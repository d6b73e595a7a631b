//! dynmsg Core
//!
//! Composition root for the dynamic message-type system: configuration,
//! logging setup, the [`Gateway`] and JSON mapping for records.
//!
//! # Re-exports
//!
//! This crate re-exports the lower crates for convenience:
//! - [`schema`] - schema descriptions and field kinds
//! - [`engine`] - type synthesis, records and the registry
//!
//! The `MessageContract` derive macro and trait share a name, so a single
//! `use dynmsg_core::MessageContract;` brings both into scope.
//!
//! # Example
//!
//! ```
//! use dynmsg_core::{schema::Schema, CoreConfig, Gateway};
//!
//! let gateway = Gateway::new(CoreConfig::default());
//! gateway
//!     .registry()
//!     .synthesize(&Schema::builder("Ping").integer("seq").build())
//!     .unwrap();
//!
//! let mut ping = gateway.new_message("Ping").unwrap();
//! ping.set("seq", 7).unwrap();
//! assert_eq!(dynmsg_core::json::to_json(&ping), serde_json::json!({ "seq": 7 }));
//! ```

pub use dynmsg_engine as engine;
pub use dynmsg_schema as schema;

pub mod config;
pub mod gateway;
pub mod json;
pub mod logging;

pub use config::{ConfigError, ConfigResult, CoreConfig, SchemaCatalog};
pub use gateway::{CatalogReport, Gateway, GatewayError, UnresolvedReference};
pub use json::JsonError;

pub use dynmsg_engine::{
    FieldKind, MessageContract, Record, RecordError, RecordType, SynthesisError, TypeRegistry,
    Value,
};

// Re-export macros
pub use dynmsg_macros::MessageContract;
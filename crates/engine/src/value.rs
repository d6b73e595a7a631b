//! Field values
//!
//! [`Value`] is the tagged slot type of a [`Record`]. Conversions into `Value`
//! go through `From`; conversions out go through [`FromValue`].

use crate::record::Record;

/// A field value stored in a record slot
#[derive(Debug, Clone, PartialEq)]
pub enum Value {
    Integer(i64),
    Float(f64),
    Text(String),
    Boolean(bool),
    Bytes(Vec<u8>),
    /// Nested record
    Record(Box<Record>),
    /// Empty nested record reference
    Null,
}

impl Value {
    /// Name of the runtime kind, as used in error messages
    pub fn kind_name(&self) -> String {
        match self {
            Self::Integer(_) => "integer".to_string(),
            Self::Float(_) => "float".to_string(),
            Self::Text(_) => "text".to_string(),
            Self::Boolean(_) => "boolean".to_string(),
            Self::Bytes(_) => "bytes".to_string(),
            Self::Record(record) => format!("record:{}", record.record_type().name()),
            Self::Null => "null".to_string(),
        }
    }

    pub fn is_null(&self) -> bool {
        matches!(self, Self::Null)
    }

    pub fn as_i64(&self) -> Option<i64> {
        match self {
            Self::Integer(v) => Some(*v),
            _ => None,
        }
    }

    pub fn as_f64(&self) -> Option<f64> {
        match self {
            Self::Float(v) => Some(*v),
            _ => None,
        }
    }

    pub fn as_str(&self) -> Option<&str> {
        match self {
            Self::Text(v) => Some(v),
            _ => None,
        }
    }

    pub fn as_bool(&self) -> Option<bool> {
        match self {
            Self::Boolean(v) => Some(*v),
            _ => None,
        }
    }

    pub fn as_bytes(&self) -> Option<&[u8]> {
        match self {
            Self::Bytes(v) => Some(v),
            _ => None,
        }
    }

    pub fn as_record(&self) -> Option<&Record> {
        match self {
            Self::Record(r) => Some(r),
            _ => None,
        }
    }
}

impl From<i64> for Value {
    fn from(v: i64) -> Self {
        Self::Integer(v)
    }
}

impl From<i32> for Value {
    fn from(v: i32) -> Self {
        Self::Integer(i64::from(v))
    }
}

impl From<u32> for Value {
    fn from(v: u32) -> Self {
        Self::Integer(i64::from(v))
    }
}

impl From<f64> for Value {
    fn from(v: f64) -> Self {
        Self::Float(v)
    }
}

impl From<f32> for Value {
    fn from(v: f32) -> Self {
        Self::Float(f64::from(v))
    }
}

impl From<String> for Value {
    fn from(v: String) -> Self {
        Self::Text(v)
    }
}

impl From<&str> for Value {
    fn from(v: &str) -> Self {
        Self::Text(v.to_string())
    }
}

impl From<bool> for Value {
    fn from(v: bool) -> Self {
        Self::Boolean(v)
    }
}

impl From<Vec<u8>> for Value {
    fn from(v: Vec<u8>) -> Self {
        Self::Bytes(v)
    }
}

impl From<&[u8]> for Value {
    fn from(v: &[u8]) -> Self {
        Self::Bytes(v.to_vec())
    }
}

impl From<Record> for Value {
    fn from(v: Record) -> Self {
        Self::Record(Box::new(v))
    }
}

impl From<Option<Record>> for Value {
    fn from(v: Option<Record>) -> Self {
        v.map_or(Self::Null, Self::from)
    }
}

/// Conversion out of a [`Value`]
pub trait FromValue: Sized {
    /// Kind name reported when the conversion fails
    const KIND: &'static str;

    /// Convert, returning `None` when the value has a different kind
    fn from_value(value: &Value) -> Option<Self>;
}

impl FromValue for i64 {
    const KIND: &'static str = "integer";

    fn from_value(value: &Value) -> Option<Self> {
        value.as_i64()
    }
}

impl FromValue for f64 {
    const KIND: &'static str = "float";

    fn from_value(value: &Value) -> Option<Self> {
        value.as_f64()
    }
}

impl FromValue for String {
    const KIND: &'static str = "text";

    fn from_value(value: &Value) -> Option<Self> {
        value.as_str().map(str::to_string)
    }
}

impl FromValue for bool {
    const KIND: &'static str = "boolean";

    fn from_value(value: &Value) -> Option<Self> {
        value.as_bool()
    }
}

impl FromValue for Vec<u8> {
    const KIND: &'static str = "bytes";

    fn from_value(value: &Value) -> Option<Self> {
        value.as_bytes().map(<[u8]>::to_vec)
    }
}

impl FromValue for Option<Record> {
    const KIND: &'static str = "record";

    fn from_value(value: &Value) -> Option<Self> {
        match value {
            Value::Null => Some(None),
            other => other.as_record().cloned().map(Some),
        }
    }
}

impl FromValue for Value {
    const KIND: &'static str = "value";

    fn from_value(value: &Value) -> Option<Self> {
        Some(value.clone())
    }
}

#[cfg(test)]
mod tests {
    use super::*;

    #[test]
    fn test_kind_names() {
        assert_eq!(Value::from(1i64).kind_name(), "integer");
        assert_eq!(Value::from(1.5f64).kind_name(), "float");
        assert_eq!(Value::from("x").kind_name(), "text");
        assert_eq!(Value::from(true).kind_name(), "boolean");
        assert_eq!(Value::from(vec![1u8, 2]).kind_name(), "bytes");
        assert_eq!(Value::Null.kind_name(), "null");
    }

    #[test]
    fn test_widening_conversions() {
        assert_eq!(Value::from(7i32), Value::Integer(7));
        assert_eq!(Value::from(7u32), Value::Integer(7));
        assert_eq!(Value::from(0.5f32), Value::Float(0.5));
        assert_eq!(Value::from(None::<Record>), Value::Null);
    }

    #[test]
    fn test_from_value_rejects_other_kinds() {
        assert_eq!(i64::from_value(&Value::Integer(3)), Some(3));
        assert_eq!(i64::from_value(&Value::Text("3".into())), None);
        assert_eq!(String::from_value(&Value::Integer(3)), None);
        assert_eq!(Option::<Record>::from_value(&Value::Null), Some(None));
        assert_eq!(Option::<Record>::from_value(&Value::Boolean(false)), None);
    }
}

......

_Your instructions_.
Review the material and copy each line in which the word "derive" appears.

_Solution_.
//! The `MessageContract` derive macro and trait share a name, so a single
#[derive(Debug, Clone, PartialEq)]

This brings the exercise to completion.